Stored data
- Opening Delimiter -

//! Fixed-tick integration step
//!
//! One tick is one unit of time: gravity is in velocity units per tick and
//! position advances by exactly one velocity per tick (explicit Euler).

use super::body::{Arena, PhysicsBody};
use crate::consts::VERTICAL_RESTITUTION;

/// Advance `body` by one tick.
///
/// The order is fixed and matters for reproducing trajectories:
/// 1. gravity is added to the vertical velocity
/// 2. if the body was resting on the floor *before* moving, floor friction
///    scales the horizontal velocity
/// 3. position += velocity
/// 4. side walls: horizontal velocity flips and x is clamped to the wall
/// 5. floor/ceiling: vertical velocity is reversed and damped, y is clamped
///
/// Requires `body.radius < arena.width / 2` and `< arena.height / 2`; that is
/// checked once at startup, not here.
pub fn integrate(body: &mut PhysicsBody, gravity: f64, arena: &Arena, friction: f64) {
    let r = body.radius;
    let (mut x, mut y) = body.position.to_tuple();
    let (mut vx, mut vy) = body.velocity.to_tuple();

    vy += gravity;

    if y + r >= arena.height {
        vx *= friction;
    }

    x += vx;
    y += vy;

    if x - r < 0.0 || x + r > arena.width {
        vx = -vx;
        x = if x - r < 0.0 { r } else { arena.width - r };
    }

    if y - r < 0.0 || y + r > arena.height {
        vy *= -VERTICAL_RESTITUTION;
        y = if y - r < 0.0 { r } else { arena.height - r };
    }

    body.position = (x, y).into();
    body.velocity = (vx, vy).into();
}

#[cfg(test)]
mod tests {
    use super::*;
    use crate::sim::Vector2D;

    const W: f64 = 1208.0;
    const H: f64 = 700.0;
    const R: f64 = 20.0;

    fn arena() -> Arena {
        Arena::new(W, H)
    }

    #[test]
    fn test_free_fall_one_tick() {
        let mut body = PhysicsBody::new(Vector2D::new(W / 2.0, H / 2.0), 1.0, R);
        integrate(&mut body, 1.5, &arena(), 0.99);
        assert_eq!(body.velocity, Vector2D::new(0.0, 1.5));
        assert_eq!(body.position, Vector2D::new(W / 2.0, H / 2.0 + 1.5));
    }

    #[test]
    fn test_floor_friction() {
        let mut body = PhysicsBody::new(Vector2D::new(W / 2.0, H - R), 1.0, R)
            .with_velocity(Vector2D::new(10.0, 0.0));
        integrate(&mut body, 1.5, &arena(), 0.99);
        assert!((body.velocity.x() - 9.9).abs() < 1e-12);
    }

    #[test]
    fn test_no_friction_in_air() {
        let mut body = PhysicsBody::new(Vector2D::new(W / 2.0, H / 2.0), 1.0, R)
            .with_velocity(Vector2D::new(10.0, 0.0));
        integrate(&mut body, 1.5, &arena(), 0.99);
        assert_eq!(body.velocity.x(), 10.0);
    }

    #[test]
    fn test_friction_uses_pre_move_position() {
        // Moving up off the floor this tick: still grounded when friction is evaluated
        let mut body = PhysicsBody::new(Vector2D::new(W / 2.0, H - R), 1.0, R)
            .with_velocity(Vector2D::new(10.0, -20.0));
        integrate(&mut body, 1.5, &arena(), 0.5);
        assert_eq!(body.velocity.x(), 5.0);
        assert!(body.position.y() + R < H);

        // Falling onto the floor this tick: not grounded yet, no friction
        let mut body = PhysicsBody::new(Vector2D::new(W / 2.0, H - R - 5.0), 1.0, R)
            .with_velocity(Vector2D::new(10.0, 10.0));
        integrate(&mut body, 1.5, &arena(), 0.5);
        assert_eq!(body.velocity.x(), 10.0);
        assert_eq!(body.position.y(), H - R);
    }

    #[test]
    fn test_right_wall_bounce() {
        let mut body = PhysicsBody::new(Vector2D::new(W - R - 1.0, H / 2.0), 1.0, R)
            .with_velocity(Vector2D::new(5.0, 0.0));
        integrate(&mut body, 1.5, &arena(), 0.99);
        assert_eq!(body.velocity.x(), -5.0);
        assert_eq!(body.position.x(), W - R);
    }

    #[test]
    fn test_left_wall_bounce() {
        let mut body = PhysicsBody::new(Vector2D::new(R + 2.0, H / 2.0), 1.0, R)
            .with_velocity(Vector2D::new(-8.0, 0.0));
        integrate(&mut body, 1.5, &arena(), 0.99);
        assert_eq!(body.velocity.x(), 8.0);
        assert_eq!(body.position.x(), R);
    }

    #[test]
    fn test_floor_bounce_loses_energy() {
        let mut body = PhysicsBody::new(Vector2D::new(W / 2.0, H - R - 1.0), 1.0, R)
            .with_velocity(Vector2D::new(0.0, 8.5));
        integrate(&mut body, 1.5, &arena(), 0.99);
        // vy = 10 after gravity, then reversed at 90%
        assert!((body.velocity.y() + 9.0).abs() < 1e-12);
        assert_eq!(body.position.y(), H - R);
    }

    #[test]
    fn test_ceiling_bounce() {
        let mut body = PhysicsBody::new(Vector2D::new(W / 2.0, R + 1.0), 1.0, R)
            .with_velocity(Vector2D::new(0.0, -11.5));
        integrate(&mut body, 1.5, &arena(), 0.99);
        assert!((body.velocity.y() - 9.0).abs() < 1e-12);
        assert_eq!(body.position.y(), R);
    }

    #[test]
    fn test_corner_corrects_both_axes() {
        let mut body = PhysicsBody::new(Vector2D::new(W - R - 1.0, H - R - 1.0), 1.0, R)
            .with_velocity(Vector2D::new(4.0, 4.0));
        integrate(&mut body, 1.5, &arena(), 0.99);
        assert_eq!(body.position, Vector2D::new(W - R, H - R));
        assert_eq!(body.velocity.x(), -4.0);
        assert!(body.velocity.y() < 0.0);
    }

    #[test]
    fn test_settles_on_floor() {
        let mut body = PhysicsBody::new(Vector2D::new(W / 2.0, H / 2.0), 1.0, R);
        for _ in 0..5_000 {
            integrate(&mut body, 1.5, &arena(), 0.99);
            assert!(body.position.y() + R <= H);
        }
        // Resting contact: each tick re-adds gravity and bounces it away
        assert_eq!(body.position.y(), H - R);
        assert!(body.velocity.y().abs() <= 1.5);
    }
}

- Closing Delimiter -

» Exercise aim
Please return the full set of records exactly as given above.

» Finished exercise
//! Fixed-tick integration step
//!
//! One tick is one unit of time: gravity is in velocity units per tick and
//! position advances by exactly one velocity per tick (explicit Euler).

use super::body::{Arena, PhysicsBody};
use crate::consts::VERTICAL_RESTITUTION;

/// Advance `body` by one tick.
///
/// The order is fixed and matters for reproducing trajectories:
/// 1. gravity is added to the vertical velocity
/// 2. if the body was resting on the floor *before* moving, floor friction
///    scales the horizontal velocity
/// 3. position += velocity
/// 4. side walls: horizontal velocity flips and x is clamped to the wall
/// 5. floor/ceiling: vertical velocity is reversed and damped, y is clamped
///
/// Requires `body.radius < arena.width / 2` and `< arena.height / 2`; that is
/// checked once at startup, not here.
pub fn integrate(body: &mut PhysicsBody, gravity: f64, arena: &Arena, friction: f64) {
    let r = body.radius;
    let (mut x, mut y) = body.position.to_tuple();
    let (mut vx, mut vy) = body.velocity.to_tuple();

    vy += gravity;

    if y + r >= arena.height {
        vx *= friction;
    }

    x += vx;
    y += vy;

    if x - r < 0.0 || x + r > arena.width {
        vx = -vx;
        x = if x - r < 0.0 { r } else { arena.width - r };
    }

    if y - r < 0.0 || y + r > arena.height {
        vy *= -VERTICAL_RESTITUTION;
        y = if y - r < 0.0 { r } else { arena.height - r };
    }

    body.position = (x, y).into();
    body.velocity = (vx, vy).into();
}

#[cfg(test)]
mod tests {
    use super::*;
    use crate::sim::Vector2D;

    const W: f64 = 1208.0;
    const H: f64 = 700.0;
    const R: f64 = 20.0;

    fn arena() -> Arena {
        Arena::new(W, H)
    }

    #[test]
    fn test_free_fall_one_tick() {
        let mut body = PhysicsBody::new(Vector2D::new(W / 2.0, H / 2.0), 1.0, R);
        integrate(&mut body, 1.5, &arena(), 0.99);
        assert_eq!(body.velocity, Vector2D::new(0.0, 1.5));
        assert_eq!(body.position, Vector2D::new(W / 2.0, H / 2.0 + 1.5));
    }

    #[test]
    fn test_floor_friction() {
        let mut body = PhysicsBody::new(Vector2D::new(W / 2.0, H - R), 1.0, R)
            .with_velocity(Vector2D::new(10.0, 0.0));
        integrate(&mut body, 1.5, &arena(), 0.99);
        assert!((body.velocity.x() - 9.9).abs() < 1e-12);
    }

    #[test]
    fn test_no_friction_in_air() {
        let mut body = PhysicsBody::new(Vector2D::new(W / 2.0, H / 2.0), 1.0, R)
            .with_velocity(Vector2D::new(10.0, 0.0));
        integrate(&mut body, 1.5, &arena(), 0.99);
        assert_eq!(body.velocity.x(), 10.0);
    }

    #[test]
    fn test_friction_uses_pre_move_position() {
        // Moving up off the floor this tick: still grounded when friction is evaluated
        let mut body = PhysicsBody::new(Vector2D::new(W / 2.0, H - R), 1.0, R)
            .with_velocity(Vector2D::new(10.0, -20.0));
        integrate(&mut body, 1.5, &arena(), 0.5);
        assert_eq!(body.velocity.x(), 5.0);
        assert!(body.position.y() + R < H);

        // Falling onto the floor this tick: not grounded yet, no friction
        let mut body = PhysicsBody::new(Vector2D::new(W / 2.0, H - R - 5.0), 1.0, R)
            .with_velocity(Vector2D::new(10.0, 10.0));
        integrate(&mut body, 1.5, &arena(), 0.5);
        assert_eq!(body.velocity.x(), 10.0);
        assert_eq!(body.position.y(), H - R);
    }

    #[test]
    fn test_right_wall_bounce() {
        let mut body = PhysicsBody::new(Vector2D::new(W - R - 1.0, H / 2.0), 1.0, R)
            .with_velocity(Vector2D::new(5.0, 0.0));
        integrate(&mut body, 1.5, &arena(), 0.99);
        assert_eq!(body.velocity.x(), -5.0);
        assert_eq!(body.position.x(), W - R);
    }

    #[test]
    fn test_left_wall_bounce() {
        let mut body = PhysicsBody::new(Vector2D::new(R + 2.0, H / 2.0), 1.0, R)
            .with_velocity(Vector2D::new(-8.0, 0.0));
        integrate(&mut body, 1.5, &arena(), 0.99);
        assert_eq!(body.velocity.x(), 8.0);
        assert_eq!(body.position.x(), R);
    }

    #[test]
    fn test_floor_bounce_loses_energy() {
        let mut body = PhysicsBody::new(Vector2D::new(W / 2.0, H - R - 1.0), 1.0, R)
            .with_velocity(Vector2D::new(0.0, 8.5));
        integrate(&mut body, 1.5, &arena(), 0.99);
        // vy = 10 after gravity, then reversed at 90%
        assert!((body.velocity.y() + 9.0).abs() < 1e-12);
        assert_eq!(body.position.y(), H - R);
    }

    #[test]
    fn test_ceiling_bounce() {
        let mut body = PhysicsBody::new(Vector2D::new(W / 2.0, R + 1.0), 1.0, R)
            .with_velocity(Vector2D::new(0.0, -11.5));
        integrate(&mut body, 1.5, &arena(), 0.99);
        assert!((body.velocity.y() - 9.0).abs() < 1e-12);
        assert_eq!(body.position.y(), R);
    }

    #[test]
    fn test_corner_corrects_both_axes() {
        let mut body = PhysicsBody::new(Vector2D::new(W - R - 1.0, H - R - 1.0), 1.0, R)
            .with_velocity(Vector2D::new(4.0, 4.0));
        integrate(&mut body, 1.5, &arena(), 0.99);
        assert_eq!(body.position, Vector2D::new(W - R, H - R));
        assert_eq!(body.velocity.x(), -4.0);
        assert!(body.velocity.y() < 0.0);
    }

    #[test]
    fn test_settles_on_floor() {
        let mut body = PhysicsBody::new(Vector2D::new(W / 2.0, H / 2.0), 1.0, R);
        for _ in 0..5_000 {
            integrate(&mut body, 1.5, &arena(), 0.99);
            assert!(body.position.y() + R <= H);
        }
        // Resting contact: each tick re-adds gravity and bounces it away
        assert_eq!(body.position.y(), H - R);
        assert!(body.velocity.y().abs() <= 1.5);
    }
}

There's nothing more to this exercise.